Head shaking is the most common symptom of aural hematoma. The affected animal will shake its head vigorously and constantly and engage in frequent ear scratching and rubbing. If its ears also cause pain when touched, a veterinarian should be consulted as soon as possible. Aural hematoma is not life threatening but can be extremely painful for the animal.

A veterinarian will examine the animal’s ears for any physical signs of aural hematoma. Signs include fluid-filled swelling on the ear’s inner surface that can become firm and thick. An ear infection, ear mites, or foreign material may also be present. If the veterinarian suspects a disease other than aural hematoma, he or she may order a radiograph of the animal’s skull.
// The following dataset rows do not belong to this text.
use serde::{Deserialize, Serialize};
use std::collections::BTreeSet;

use super::normalize::{normalize_expert_name, normalize_text};
use super::types::{Appointment, PENDING_LABEL};

/// Dashboard filter criteria. Every field is optional; empty means "match all".
#[derive(Debug, Clone, Default, PartialEq, Eq, Serialize, Deserialize)]
pub struct AppointmentFilter {
    /// Case-insensitive substring of the examinee name.
    #[serde(default)]
    pub search: String,
    #[serde(default, alias = "perito")]
    pub expert: String,
    #[serde(default, alias = "especialidade")]
    pub specialty: String,
    /// `PENDENTE`/`PENDING` or a stored outcome such as `COMPARECEU`.
    #[serde(default)]
    pub status: String,
    #[serde(default)]
    pub year: String,
    #[serde(default)]
    pub month: String,
    #[serde(default)]
    pub day: String,
}

/// True when a status selector means "no outcome recorded yet".
pub fn is_pending_selector(status: &str) -> bool {
    let upper = status.trim().to_uppercase();
    upper == PENDING_LABEL || upper == "PENDING"
}

/// Match an appointment against a status selector. Empty selector matches everything.
pub fn status_matches(appointment: &Appointment, status: &str) -> bool {
    let status = status.trim();
    if status.is_empty() {
        return true;
    }
    if is_pending_selector(status) {
        return appointment.is_pending();
    }
    appointment.outcome.trim().to_uppercase() == status.to_uppercase()
}

/// Left-pad one- or two-digit month/day selectors so "3" matches "03".
fn pad2(value: &str) -> String {
    let v = value.trim();
    if v.len() == 1 && v.chars().all(|c| c.is_ascii_digit()) {
        format!("0{v}")
    } else {
        v.to_string()
    }
}

impl AppointmentFilter {
    pub fn has_date_criteria(&self) -> bool {
        !self.year.trim().is_empty() || !self.month.trim().is_empty() || !self.day.trim().is_empty()
    }

    pub fn is_empty(&self) -> bool {
        self.search.trim().is_empty()
            && self.expert.trim().is_empty()
            && self.specialty.trim().is_empty()
            && self.status.trim().is_empty()
            && !self.has_date_criteria()
    }

    pub fn matches(&self, a: &Appointment) -> bool {
        let search = self.search.trim().to_lowercase();
        if !search.is_empty() && !a.examinee.to_lowercase().contains(&search) {
            return false;
        }

        if !self.expert.trim().is_empty() && a.expert != normalize_expert_name(&self.expert) {
            return false;
        }

        if !self.specialty.trim().is_empty() && a.specialty != normalize_text(&self.specialty) {
            return false;
        }

        if !status_matches(a, &self.status) {
            return false;
        }

        if !self.has_date_criteria() {
            return true;
        }
        let Some((y, m, d)) = a.date_parts() else {
            return false;
        };
        let year = self.year.trim();
        let month = pad2(&self.month);
        let day = pad2(&self.day);
        (year.is_empty() || y == year)
            && (month.is_empty() || m == month)
            && (day.is_empty() || d == day)
    }

    /// Return the matching subset, preserving input order.
    pub fn apply<'a>(&self, items: &'a [Appointment]) -> Vec<&'a Appointment> {
        items.iter().filter(|a| self.matches(a)).collect()
    }
}

/// Sorted distinct non-empty experts, for the filter selector.
pub fn distinct_experts(items: &[Appointment]) -> Vec<String> {
    distinct(items.iter().map(|a| a.expert.as_str()))
}

/// Sorted distinct non-empty specialties, for the filter selector.
pub fn distinct_specialties(items: &[Appointment]) -> Vec<String> {
    distinct(items.iter().map(|a| a.specialty.as_str()))
}

fn distinct<'a>(values: impl Iterator<Item = &'a str>) -> Vec<String> {
    values
        .filter(|v| !v.is_empty())
        .collect::<BTreeSet<_>>()
        .into_iter()
        .map(String::from)
        .collect()
}

#[cfg(test)]
mod tests {
    use super::*;

    fn apt(date: &str, outcome: &str) -> Appointment {
        Appointment {
            id: 1,
            date: date.to_string(),
            expert: "DR X".to_string(),
            specialty: "CARDIOLOGIA".to_string(),
            examinee: "JOAO".to_string(),
            outcome: outcome.to_string(),
            batch_id: None,
        }
    }

    #[test]
    fn single_digit_month_selector_is_padded() {
        let filter = AppointmentFilter { month: "3".into(), ..Default::default() };
        assert!(filter.matches(&apt("2025-03-10", "")));
    }

    #[test]
    fn pending_selector_is_case_insensitive() {
        assert!(is_pending_selector("pendente"));
        assert!(is_pending_selector("Pending"));
        assert!(!is_pending_selector("COMPARECEU"));
    }

    #[test]
    fn status_match_is_exact_not_substring() {
        let filter = AppointmentFilter { status: "COMPARECEU".into(), ..Default::default() };
        assert!(filter.matches(&apt("2025-03-10", "COMPARECEU")));
        assert!(!filter.matches(&apt("2025-03-10", "NAO COMPARECEU")));
    }
}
Treatment options depend on the cause and severity of the disease. Aspirating the pooling blood is less invasive but is not a permanent solution. The chance of future occurrences is higher. As a result, surgery is commonly recommended as the most effective and lasting treatment.

The goals of surgery for aural hematoma are to remove the swelling and avoid recurrence and deformation of the ear. An incision is made on the pinna, the cartilage is exposed, and the blood inside the swelling is removed. Sutures are removed after two weeks.

Many cases of aural hematoma are accompanied by an ear infection or mites. An ear infection can be the result of bacteria or yeast in the ear. Oral antibiotics are generally recommended to treat the underlying ear infection. If ear mites are present, a veterinarian will typically flush the ears with an anti-parasite solution.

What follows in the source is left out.